Three of the deaths took place between Tuesday night and Wednesday morning, said Waterloo Regional Police Service Insp. Brenna Bonn. The others were on Feb. 1, 5 and 8.
In addition to the six people who died from suspected overdose since Feb. 1, regional police and paramedics have responded to 41 non-fatal suspected overdoses between Jan. 31 and Feb. 6.
That is why, said Bonn, the drug strategy team decided to extend the overdose alert it issued Feb. 3.

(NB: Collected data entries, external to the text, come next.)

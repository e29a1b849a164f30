pub mod classify;
pub mod constants;
mod extract;
pub mod folder;
pub mod grid;
mod options;
pub mod pairing;
pub mod pdf;
mod report;
mod types;

pub use extract::{extract, extract_blocking};
pub use folder::{PdfGroup, find_pdf_pairs};
pub use options::*;
pub use pdf::{ExtractedImage, PdfSource, Placement};
pub use report::{Diagnostic, ExtractionReport};
pub use types::*;
use std::fmt;
use std::path::PathBuf;

/// Non-fatal condition met during extraction
#[derive(Debug, Clone, PartialEq, Eq)]
pub enum Diagnostic {
    /// A page without any card-sized image
    EmptyPage { document: PathBuf, page: u32 },
    /// Front and back page disagree on the number of cards; the pair is not matched.
    /// `document` is the one holding the back page.
    LayoutMismatch {
        document: PathBuf,
        front_page: u32,
        back_page: u32,
        fronts: usize,
        backs: usize,
    },
    /// A unique back with no front at the same position
    UnmatchedBack {
        document: PathBuf,
        page: u32,
        position: usize,
    },
    /// More cards on a page than the requested grid holds
    GridOverflow {
        document: PathBuf,
        page: u32,
        found: usize,
        capacity: usize,
    },
    InvalidGrid(String),
    InvalidSkip(String),
    /// An image whose encoding cannot be written out
    UnsupportedImage {
        document: PathBuf,
        page: u32,
        position: usize,
        reason: String,
    },
}

impl fmt::Display for Diagnostic {
    fn fmt(&self, f: &mut fmt::Formatter<'_>) -> fmt::Result {
        match self {
            Diagnostic::EmptyPage { document, page } => {
                write!(f, "{} page {}: No cards found, skipping", document.display(), page)
            }
            Diagnostic::LayoutMismatch {
                document,
                front_page,
                back_page,
                fronts,
                backs,
            } => write!(
                f,
                "{} front page {} / back page {}: layout mismatch ({} fronts, {} backs), treating fronts as single-sided",
                document.display(),
                front_page,
                back_page,
                fronts,
                backs
            ),
            Diagnostic::UnmatchedBack {
                document,
                page,
                position,
            } => write!(
                f,
                "{} page {}: back {} has no matching front",
                document.display(),
                page,
                position
            ),
            Diagnostic::GridOverflow {
                document,
                page,
                found,
                capacity,
            } => write!(
                f,
                "{} page {}: Found {} cards, expected max {}",
                document.display(),
                page,
                found,
                capacity
            ),
            Diagnostic::InvalidGrid(grid) => {
                write!(f, "Invalid grid format '{}', using auto-detect", grid)
            }
            Diagnostic::InvalidSkip(part) => write!(f, "Invalid page number or range '{}'", part),
            Diagnostic::UnsupportedImage {
                document,
                page,
                position,
                reason,
            } => write!(
                f,
                "{} page {}: card {} not extracted: {}",
                document.display(),
                page,
                position,
                reason
            ),
        }
    }
}

/// Totals and diagnostics of one extraction run
#[derive(Debug, Clone, Default, PartialEq, Eq)]
pub struct ExtractionReport {
    pub documents: usize,
    pub pages: usize,
    pub fronts: usize,
    pub common_backs: usize,
    pub unique_backs: usize,
    /// Unique backs written under their matching front's name
    pub paired_backs: usize,
    pub diagnostics: Vec<Diagnostic>,
}

impl ExtractionReport {
    /// Record a diagnostic and log it as a warning
    pub fn warn(&mut self, diagnostic: Diagnostic) {
        log::warn!("{}", diagnostic);
        self.diagnostics.push(diagnostic);
    }
}

impl fmt::Display for ExtractionReport {
    fn fmt(&self, f: &mut fmt::Formatter<'_>) -> fmt::Result {
        write!(
            f,
            "{} document(s), {} page(s): {} front(s), {} common back(s), {} unique back(s) ({} paired), {} warning(s)",
            self.documents,
            self.pages,
            self.fronts,
            self.common_backs,
            self.unique_backs,
            self.paired_backs,
            self.diagnostics.len()
        )
    }
}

At the time, officials warned of purple fentanyl that had been found related to one of the suspected overdoses in the area of King Street N. in Waterloo. This time, Bonn said officers can't point to purple fentanyl as the reason behind the surge in suspected overdoses; it's just not that clear, she said.
"It's difficult for us at a scene, sometimes, to get product or to make those connections."

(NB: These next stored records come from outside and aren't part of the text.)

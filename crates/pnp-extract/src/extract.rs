//! Extraction pipeline: documents in, card image files out

use crate::classify::CommonBackIndex;
use crate::constants::*;
use crate::folder::{PdfGroup, find_pdf_pairs};
use crate::grid::{detect_grid_size, order_placements};
use crate::options::{ExtractOptions, GridOverride, parse_skip_pages};
use crate::pairing::PairingTable;
use crate::pdf::{ExtractedImage, PdfSource, Placement};
use crate::report::{Diagnostic, ExtractionReport};
use crate::types::*;
use std::collections::BTreeSet;
use std::path::{Path, PathBuf};

/// Extract card images from a PDF or a folder of PDFs
pub async fn extract(options: ExtractOptions) -> Result<ExtractionReport> {
    options.validate()?;
    if tokio::fs::metadata(&options.input).await.is_err() {
        return Err(ExtractError::NotFound(options.input.clone()));
    }

    tokio::task::spawn_blocking(move || extract_blocking(&options)).await?
}

/// Blocking form of [`extract`]
pub fn extract_blocking(options: &ExtractOptions) -> Result<ExtractionReport> {
    options.validate()?;

    let mut extractor = Extractor::new(options);

    if options.input.is_dir() {
        extractor.run_folder(&options.input)?;
    } else {
        let mode = if options.fronts_only {
            DocumentMode::FrontsOnly
        } else {
            DocumentMode::Alternating
        };
        extractor.run_document(&options.input, mode, None, Path::new(""), None)?;
    }

    log::info!("Extraction complete: {}", extractor.report);
    Ok(extractor.report)
}

/// Card placements of one page, filtered and in reading order
fn card_placements(
    source: &PdfSource,
    page: u32,
    min_dimension: u32,
    header_fraction: f64,
) -> Result<Vec<Placement>> {
    let header_band = source.page_height(page) * header_fraction;
    let cards = source
        .placements(page)?
        .into_iter()
        .filter(|p| p.pixel_width >= min_dimension && p.pixel_height >= min_dimension)
        .filter(|p| p.y >= header_band)
        .collect();
    Ok(order_placements(cards, ROW_TOLERANCE))
}

fn card_name(prefix: Option<&str>, page: u32, position: usize) -> String {
    match prefix {
        Some(prefix) => format!("{}_{}_{}", prefix, page, position),
        None => format!("{}_{}", page, position),
    }
}

/// Name of a back whose front page holds a different number of cards
fn unpaired_back_name(prefix: Option<&str>, page: u32, position: usize) -> String {
    match prefix {
        Some(prefix) => format!("{}_back_{}_{}", prefix, page, position),
        None => format!("back_{}_{}", page, position),
    }
}

fn write_card(dir: &Path, name: &str, image: &ExtractedImage) -> Result<PathBuf> {
    let path = dir.join(format!("{}.{}", name, image.ext));
    std::fs::create_dir_all(dir)
        .and_then(|_| std::fs::write(&path, &image.bytes))
        .map_err(|source| ExtractError::Write {
            path: path.clone(),
            source,
        })?;
    log::debug!("Saved {}", path.display());
    Ok(path)
}

struct Extractor<'a> {
    options: &'a ExtractOptions,
    grid: Option<GridOverride>,
    skip: BTreeSet<u32>,
    report: ExtractionReport,
}

/// Output folders of one document
struct OutputDirs {
    front: PathBuf,
    back: PathBuf,
    double_sided: PathBuf,
}

impl OutputDirs {
    fn new(root: &Path, subdir: &Path) -> Self {
        Self {
            front: root.join(FRONT_DIR).join(subdir),
            back: root.join(BACK_DIR).join(subdir),
            double_sided: root.join(DOUBLE_SIDED_DIR).join(subdir),
        }
    }
}

impl<'a> Extractor<'a> {
    fn new(options: &'a ExtractOptions) -> Self {
        let mut report = ExtractionReport::default();

        let grid = match options.grid.as_deref() {
            Some(grid) => match grid.parse::<GridOverride>() {
                Ok(grid) => Some(grid),
                Err(_) => {
                    report.warn(Diagnostic::InvalidGrid(grid.to_string()));
                    None
                }
            },
            None => None,
        };

        let skip = match options.skip_pages.as_deref() {
            Some(list) => {
                let (pages, invalid) = parse_skip_pages(list);
                for part in invalid {
                    report.warn(Diagnostic::InvalidSkip(part));
                }
                pages
            }
            None => BTreeSet::new(),
        };

        Self {
            options,
            grid,
            skip,
            report,
        }
    }

    fn run_folder(&mut self, folder: &Path) -> Result<()> {
        let groups = find_pdf_pairs(folder)?;
        if groups.is_empty() {
            log::warn!("No PDF files found in {}", folder.display());
        }

        for (key, group) in groups {
            log::info!("Processing {}", key);
            self.run_group(&group)?;
        }
        Ok(())
    }

    fn run_group(&mut self, group: &PdfGroup) -> Result<()> {
        let prefix = Some(group.prefix.as_str());
        let subdir = group.subdir.as_path();

        let mut front_counts = None;
        if let Some(front) = &group.front {
            let counts =
                self.run_document(front, DocumentMode::FrontsOnly, prefix, subdir, None)?;
            front_counts = Some(counts);
        }

        if let Some(back) = &group.back {
            match (group.front.is_some(), self.options.fronts_only) {
                (true, true) => log::info!("Fronts only, ignoring {}", back.display()),
                (false, true) => {
                    self.run_document(back, DocumentMode::FrontsOnly, prefix, subdir, None)?;
                }
                (_, false) => {
                    self.run_document(
                        back,
                        DocumentMode::BacksOnly,
                        prefix,
                        subdir,
                        front_counts.as_deref(),
                    )?;
                }
            }
        }
        Ok(())
    }

    /// Extract one document and return the card count of every page
    /// (`None` for skipped pages).
    ///
    /// `front_counts` holds the page counts of the front document paired with
    /// a `BacksOnly` document; page N of the back is matched against page N
    /// of the front.
    fn run_document(
        &mut self,
        path: &Path,
        mode: DocumentMode,
        prefix: Option<&str>,
        subdir: &Path,
        front_counts: Option<&[Option<usize>]>,
    ) -> Result<Vec<Option<usize>>> {
        let source = PdfSource::open(path)?;
        log::info!(
            "Extracting {} ({} pages)",
            path.display(),
            source.page_count()
        );
        self.report.documents += 1;

        let dirs = OutputDirs::new(&self.options.output_root, subdir);

        // Placements are needed by both prescans and the main pass
        let mut pages: Vec<Option<Vec<Placement>>> = Vec::new();
        for page in 1..=source.page_count() {
            if self.skip.contains(&page) {
                pages.push(None);
            } else {
                pages.push(Some(card_placements(
                    &source,
                    page,
                    self.options.min_dimension,
                    self.options.header_fraction,
                )?));
            }
        }
        let cards_on = |page: u32| pages.get(page as usize - 1).and_then(Option::as_ref);
        let fronts_paired_with = |page: u32| {
            front_counts.and_then(|counts| counts.get(page as usize - 1).copied().flatten())
        };

        let mut common = CommonBackIndex::new();
        if self.options.common_back {
            for page in 1..=source.page_count() {
                if mode.role_of(page) == PageRole::Back {
                    for placement in cards_on(page).into_iter().flatten() {
                        common.record(placement.image);
                    }
                }
            }
            let found = common.finalize(self.options.common_back_threshold);
            if found > 0 {
                log::info!("Found {} common back image(s)", found);
            }
        }

        let mut pairing = PairingTable::new();
        if mode == DocumentMode::Alternating {
            for front_page in (1..source.page_count()).step_by(2) {
                let (Some(fronts), Some(backs)) = (cards_on(front_page), cards_on(front_page + 1))
                else {
                    continue;
                };
                if fronts.len() != backs.len() && !backs.is_empty() {
                    pairing.mark_mismatched(front_page);
                    self.report.warn(Diagnostic::LayoutMismatch {
                        document: path.to_path_buf(),
                        front_page,
                        back_page: front_page + 1,
                        fronts: fronts.len(),
                        backs: backs.len(),
                    });
                }
            }
        }

        // Back pages of a paired document that cannot take their fronts' names
        let mut mismatched_backs = BTreeSet::new();
        if mode == DocumentMode::BacksOnly {
            for page in 1..=source.page_count() {
                let (Some(fronts), Some(backs)) = (fronts_paired_with(page), cards_on(page)) else {
                    continue;
                };
                if fronts != backs.len() && !backs.is_empty() {
                    mismatched_backs.insert(page);
                    self.report.warn(Diagnostic::LayoutMismatch {
                        document: path.to_path_buf(),
                        front_page: page,
                        back_page: page,
                        fronts,
                        backs: backs.len(),
                    });
                }
            }
        }

        for page in 1..=source.page_count() {
            let Some(cards) = cards_on(page) else {
                log::info!("Page {}: Skipped", page);
                continue;
            };
            self.report.pages += 1;

            if cards.is_empty() {
                self.report.warn(Diagnostic::EmptyPage {
                    document: path.to_path_buf(),
                    page,
                });
                continue;
            }

            match self.grid {
                Some(grid) if cards.len() > grid.capacity() => {
                    self.report.warn(Diagnostic::GridOverflow {
                        document: path.to_path_buf(),
                        page,
                        found: cards.len(),
                        capacity: grid.capacity(),
                    });
                }
                Some(_) => {}
                None => {
                    let (cols, rows) = detect_grid_size(cards, GRID_ROW_TOLERANCE);
                    log::info!(
                        "Page {}: Detected {}x{} grid ({} cards)",
                        page,
                        cols,
                        rows,
                        cards.len()
                    );
                }
            }

            let role = mode.role_of(page);
            let mut ordered: Vec<&Placement> = cards.iter().collect();
            // Separate back documents are already laid out in front order
            if mode == DocumentMode::Alternating
                && role == PageRole::Back
                && self.options.short_edge_flip
            {
                ordered.reverse();
            }

            for (index, placement) in ordered.into_iter().enumerate() {
                let position = index + 1;
                let name = card_name(prefix, page, position);

                // Common backs already written need no data at all
                if role == PageRole::Back
                    && common.is_common(placement.image)
                    && common.saved_name(placement.image).is_some()
                {
                    continue;
                }

                let image = match source.extract_image(placement.image) {
                    Ok(image) => image,
                    Err(reason) => {
                        self.report.warn(Diagnostic::UnsupportedImage {
                            document: path.to_path_buf(),
                            page,
                            position,
                            reason,
                        });
                        continue;
                    }
                };

                match role {
                    PageRole::Front => {
                        write_card(&dirs.front, &name, &image)?;
                        self.report.fronts += 1;
                        if mode == DocumentMode::Alternating && !pairing.is_mismatched(page) {
                            pairing.record_front(page, position, name);
                        }
                    }
                    PageRole::Back if common.is_common(placement.image) => {
                        let common_name = common.next_name(prefix);
                        write_card(&dirs.back, &common_name, &image)?;
                        log::info!(
                            "Page {}: common back saved as {} ({} uses)",
                            page,
                            common_name,
                            common.occurrences(placement.image)
                        );
                        common.mark_saved(placement.image, common_name);
                        self.report.common_backs += 1;
                    }
                    PageRole::Back => {
                        let paired = pairing.front_for_back(page, position).map(str::to_string);
                        match paired {
                            Some(front_name) => {
                                write_card(&dirs.double_sided, &front_name, &image)?;
                                self.report.paired_backs += 1;
                            }
                            None if mismatched_backs.contains(&page) => {
                                let back_name = unpaired_back_name(prefix, page, position);
                                write_card(&dirs.double_sided, &back_name, &image)?;
                            }
                            None => {
                                write_card(&dirs.double_sided, &name, &image)?;
                                match mode {
                                    DocumentMode::Alternating
                                        if !pairing.is_mismatched(page - 1) =>
                                    {
                                        self.report.warn(Diagnostic::UnmatchedBack {
                                            document: path.to_path_buf(),
                                            page,
                                            position,
                                        });
                                    }
                                    // Same name as the front at this page and position
                                    DocumentMode::BacksOnly if fronts_paired_with(page).is_some() => {
                                        self.report.paired_backs += 1;
                                    }
                                    _ => {}
                                }
                            }
                        }
                        self.report.unique_backs += 1;
                    }
                }
            }
        }

        Ok(pages.iter().map(|cards| cards.as_ref().map(Vec::len)).collect())
    }
}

But, she said, when the drug strategy team heard of the three deaths overnight, they knew they needed to get the message out.
Joanna Han, coordinator of the drug strategy team and the Kitchener Downtown Community Health Centre, said there has been a sustained high number of overdoses locally, 77 over the last two weeks.
Her team emphasized the drug supply might be stronger than usual right now, or contain substances that might cause "unexpected reactions." It recommended people not use drugs alone, carry naloxone and call 911 at the first sign of overdose.
It's also reminding people the consumption and treatment services site at 150 Duke St. W. in Kitchener is open during the current stay at home order and through provincial lockdown. It runs seven days a week from 9 a.m. to 9 p.m.
Bonn also recommended friends and families of those who use drugs to check in on them or give them a call.
"Maybe an extra check-in on them, 'Hey, how are you doing?' That sort of thing," said Bonn. "We owe it to the community, we owe it to each other."